Little did the researchers know that small sign was the initial commitment that led to a 400% increase in a much bigger but still consistent change.
This principle is also used in:
- Weight loss clinics. The most successful clinics encourage clients to make a public commitment by sharing their goals with others. This helps them stay on track with their diet when willpower alone would have failed.
- Door-to-door sales. Companies that sell their products and services door-to-door are able to reduce refunds simply by having the customer fill out the sales agreement instead of the salesperson. Making this “commitment” reduced any future buyer’s remorse thus reducing refunds.
The fifth principle is Liking. This means that people are more likely to follow advice, buy a product or use services if they like you.
Many of the network marketing companies find their success due to this principle. They have clients sell their products to personal friends as they know that it’s much easier to say “no” to an anonymous salesperson than your friend.
Customer referrals are so effective due to the liking principle. A personal example was when our practice had some major computer problems. We contacted a friend that was knowledgeable with electronics and contacted the recommended person due to the trust I have with him.
Other factors that increase liking:
- Familiarity. Claimed to the the World’s Greatest Salesman Of All Time, Joe Girard said his secret was sending out greeting cards every month to thousands of his former customers. He knows that we tend to trust people the MORE familiar we are of them.

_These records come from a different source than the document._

#[cfg(test)]
mod tests {
    use super::*;

    fn note(id: &str, project: &str, title: &str, body: &str) -> Note {
        Note::new(id, project, title, body)
    }

    #[test]
    fn test_blob_conversion() {
        let embedding = vec![1.0, 2.0, 3.0, -0.5];
        let blob = embedding_to_blob(&embedding);
        assert_eq!(blob.len(), 16);
        assert_eq!(blob_to_embedding(&blob), embedding);
    }

    #[test]
    fn test_note_roundtrip_and_update() -> Result<()> {
        let store = NoteStore::open_in_memory()?;
        let mut n = note("n1", "p1", "Title", "Body").with_tags(["a", "b"]);
        n.source_document_id = Some("doc-1".to_string());
        store.upsert_note(&n)?;

        let loaded = store.get_note("n1")?.expect("note stored");
        assert_eq!(loaded.title, "Title");
        assert_eq!(loaded.tags, vec!["a", "b"]);
        assert_eq!(loaded.source_document_id.as_deref(), Some("doc-1"));

        n.edit(Some("Renamed"), None);
        store.upsert_note(&n)?;
        assert_eq!(store.get_note("n1")?.map(|n| n.title), Some("Renamed".to_string()));
        assert_eq!(store.list_notes(None, 10)?.len(), 1);
        Ok(())
    }

    #[test]
    fn test_upsert_keeps_embedding() -> Result<()> {
        let store = NoteStore::open_in_memory()?;
        let mut n = note("n1", "p1", "Title", "Body");
        store.upsert_note(&n)?;
        store.upsert_embedding("n1", "m", &[1.0, 0.0], &n.content_hash())?;

        n.edit(None, Some("Changed"));
        store.upsert_note(&n)?;
        assert!(store.embedding_info("n1")?.is_some());
        assert_eq!(store.stale_notes("m", None)?.len(), 1);
        Ok(())
    }

    #[test]
    fn test_delete_cascades_to_embedding() -> Result<()> {
        let store = NoteStore::open_in_memory()?;
        let n = note("n1", "p1", "Title", "Body");
        store.upsert_note(&n)?;
        store.upsert_embedding("n1", "m", &[1.0, 0.0], &n.content_hash())?;

        assert!(store.delete_note("n1")?);
        assert!(!store.delete_note("n1")?);
        assert!(store.embedding_info("n1")?.is_none());
        assert_eq!(store.stats("m", None)?.embedding_count, 0);
        assert_eq!(store.prune_orphans()?, 0);
        Ok(())
    }

    #[test]
    fn test_embedding_requires_note() -> Result<()> {
        let store = NoteStore::open_in_memory()?;
        let err = store.upsert_embedding("ghost", "m", &[1.0], "h").unwrap_err();
        assert!(matches!(err, Error::NoteNotFound { .. }));
        Ok(())
    }

    #[test]
    fn test_similar_scoped_sorted_and_limited() -> Result<()> {
        let store = NoteStore::open_in_memory()?;
        let rows = [
            ("a", "p1", [1.0, 0.0]),
            ("b", "p1", [0.6, 0.8]),
            ("c", "p1", [0.0, 1.0]),
            ("d", "p2", [1.0, 0.0]),
        ];
        for (id, project, vector) in rows {
            let n = note(id, project, id, "text");
            store.upsert_note(&n)?;
            store.upsert_embedding(id, "m", &vector, &n.content_hash())?;
        }

        let results = store.similar("m", &[1.0, 0.0], Some("p1"), 2)?;
        let ids: Vec<_> = results.iter().map(|(n, _)| n.id.as_str()).collect();
        assert_eq!(ids, vec!["a", "b"]);
        assert!(results.iter().all(|(n, _)| n.project_id == "p1"));
        assert!((results[0].1 - 1.0).abs() < 1e-6);
        assert!((results[1].1 - 0.6).abs() < 1e-6);

        let all = store.similar("m", &[1.0, 0.0], None, 10)?;
        let ids: Vec<_> = all.iter().map(|(n, _)| n.id.as_str()).collect();
        // "a" and "d" tie; ascending id breaks it
        assert_eq!(ids, vec!["a", "d", "b", "c"]);
        Ok(())
    }

    #[test]
    fn test_similar_skips_mismatched_dimensions() -> Result<()> {
        let store = NoteStore::open_in_memory()?;
        for (id, vector) in [("a", vec![1.0, 0.0]), ("b", vec![1.0, 0.0, 0.0])] {
            let n = note(id, "p", id, "");
            store.upsert_note(&n)?;
            store.upsert_embedding(id, "m", &vector, &n.content_hash())?;
        }
        let results = store.similar("m", &[1.0, 0.0], None, 10)?;
        assert_eq!(results.len(), 1);
        assert_eq!(results[0].0.id, "a");
        Ok(())
    }

    #[test]
    fn test_other_model_embeddings_are_ignored_and_stale() -> Result<()> {
        let store = NoteStore::open_in_memory()?;
        let a = note("a", "p", "Alpha", "current model");
        let b = note("b", "p", "Beta", "previous model");
        store.upsert_note(&a)?;
        store.upsert_note(&b)?;
        store.upsert_embedding("a", "m", &[1.0, 0.0], &a.content_hash())?;
        store.upsert_embedding("b", "other-model", &[1.0, 0.0], &b.content_hash())?;

        let ids: Vec<_> = store
            .similar("m", &[1.0, 0.0], None, 10)?
            .into_iter()
            .map(|(n, _)| n.id)
            .collect();
        assert_eq!(ids, vec!["a"]);
        let scores = store.similarities("m", &[1.0, 0.0], &["a", "b"])?;
        assert!(scores.contains_key("a"));
        assert!(!scores.contains_key("b"));

        let stale: Vec<_> = store.stale_notes("m", None)?.into_iter().map(|n| n.id).collect();
        assert_eq!(stale, vec!["b"]);
        let stats = store.stats("m", None)?;
        assert_eq!(stats.embedding_count, 1);
        assert_eq!(stats.stale_count, 1);

        let info = store.embedding_info("b")?.expect("stored");
        assert!(!info.is_current(&b, "m"));
        assert!(info.is_current(&b, "other-model"));
        Ok(())
    }

    #[test]
    fn test_malformed_tags_are_an_error() -> Result<()> {
        let store = NoteStore::open_in_memory()?;
        store.upsert_note(&note("a", "p", "Alpha", "body").with_tags(["x"]))?;
        store
            .conn()
            .execute("UPDATE notes SET tags = 'not json' WHERE id = 'a'", [])?;

        assert!(matches!(store.get_note("a"), Err(Error::Storage(_))));
        Ok(())
    }

    #[test]
    fn test_similarities_by_id() -> Result<()> {
        let store = NoteStore::open_in_memory()?;
        for (id, vector) in [("a", [1.0, 0.0]), ("b", [0.0, 1.0])] {
            let n = note(id, "p", id, "");
            store.upsert_note(&n)?;
            store.upsert_embedding(id, "m", &vector, &n.content_hash())?;
        }
        store.upsert_note(&note("c", "p", "no vector", ""))?;

        let scores = store.similarities("m", &[1.0, 0.0], &["a", "b", "c"])?;
        assert_eq!(scores.len(), 2);
        assert!((scores["a"] - 1.0).abs() < 1e-6);
        assert!(scores["b"].abs() < 1e-6);
        assert!(store.similarities("m", &[1.0, 0.0], &[])?.is_empty());
        Ok(())
    }

    #[test]
    fn test_lexical_ranks_and_scopes() -> Result<()> {
        let store = NoteStore::open_in_memory()?;
        store.upsert_note(&note("a", "p1", "Budget review", "Q3 budget numbers and budget risks"))?;
        store.upsert_note(&note("b", "p1", "Standup", "Nothing about money"))?;
        store.upsert_note(&note("c", "p1", "Travel", "Budget for flights"))?;
        store.upsert_note(&note("d", "p2", "Budget", "Other tenant budget"))?;
        for id in ["e", "f", "g", "h"] {
            store.upsert_note(&note(id, "p1", "Filler", "Unrelated planning text"))?;
        }

        let results = store.lexical("\"budget\"", Some("p1"), 10)?;
        let ids: Vec<_> = results.iter().map(|(n, _)| n.id.as_str()).collect();
        assert_eq!(ids.len(), 2);
        assert_eq!(ids[0], "a");
        assert!(ids.contains(&"c"));
        assert!(results.iter().all(|(_, rank)| *rank > 0.0));
        assert!(results[0].1 >= results[1].1);
        Ok(())
    }

    #[test]
    fn test_lexical_follows_edits_and_deletes() -> Result<()> {
        let store = NoteStore::open_in_memory()?;
        let mut n = note("a", "p", "Alpha", "first draft");
        store.upsert_note(&n)?;
        assert_eq!(store.lexical("\"draft\"", None, 10)?.len(), 1);

        n.edit(None, Some("final version"));
        store.upsert_note(&n)?;
        assert!(store.lexical("\"draft\"", None, 10)?.is_empty());
        assert_eq!(store.lexical("\"final\"", None, 10)?.len(), 1);

        store.delete_note("a")?;
        assert!(store.lexical("\"final\"", None, 10)?.is_empty());
        Ok(())
    }

    #[test]
    fn test_stats_and_meta() -> Result<()> {
        let store = NoteStore::open_in_memory()?;
        let a = note("a", "p1", "A", "a");
        let b = note("b", "p2", "B", "b");
        store.upsert_note(&a)?;
        store.upsert_note(&b)?;
        store.upsert_embedding("a", "m", &[1.0], &a.content_hash())?;

        let stats = store.stats("m", None)?;
        assert_eq!(stats.note_count, 2);
        assert_eq!(stats.embedding_count, 1);
        assert_eq!(stats.stale_count, 1);
        assert!(stats.last_indexed.is_some());

        let scoped = store.stats("m", Some("p2"))?;
        assert_eq!(scoped.note_count, 1);
        assert_eq!(scoped.embedding_count, 0);

        store.set_meta("model", "m")?;
        assert_eq!(store.get_meta("model")?.as_deref(), Some("m"));
        assert_eq!(store.get_meta("missing")?, None);
        Ok(())
    }

    #[test]
    fn test_open_on_disk_persists() -> Result<()> {
        let dir = tempfile::tempdir()?;
        let path = dir.path().join("nested/notes.db");
        {
            let store = NoteStore::open(&path)?;
            store.upsert_note(&note("a", "p", "Persisted", "body"))?;
        }
        let store = NoteStore::open(&path)?;
        assert!(store.get_note("a")?.is_some());
        Ok(())
    }
}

- Similarity. Like attracts like. We tend to like others who are like us. This is why salespeople often try to create rapport by finding any hobbies and interests they have in common with their prospect. On our Medical History sheet, we have patients fill out their interests. That way we can mention them initially during the consultation to build rapport.
6) Social proof principle
“Since 95 percent of the people are imitators and only 5 percent initiators, people are persuaded more by the actions of others than by any proof we can offer.” – Dr. Robert Cialdini
People will follow what they see others doing. If we see others taking a certain path, then we assume it’s right for us too.
An example can be seen when shopping online. If I’m searching to buy something on Amazon, such as a pair of hunting gloves, I’m more likely to buy the ones that have the most and best reviews. The more people that seem to like a product, the better we assume it is.
Our practice routinely uses social proof when patients are undecided about whether or not they should be sedated during treatment.
We say, “Mrs. Jones, most of our patients tell us that being sedated under these circumstances was the best thing that they have done in a long time.”
My staff knows that by using persuasion ethically, we can help patients overcome their fears and accept the recommended treatment.
Learning and using Cialdini’s principles provides a solid foundation for better understanding sales, marketing and persuasion in almost every situation.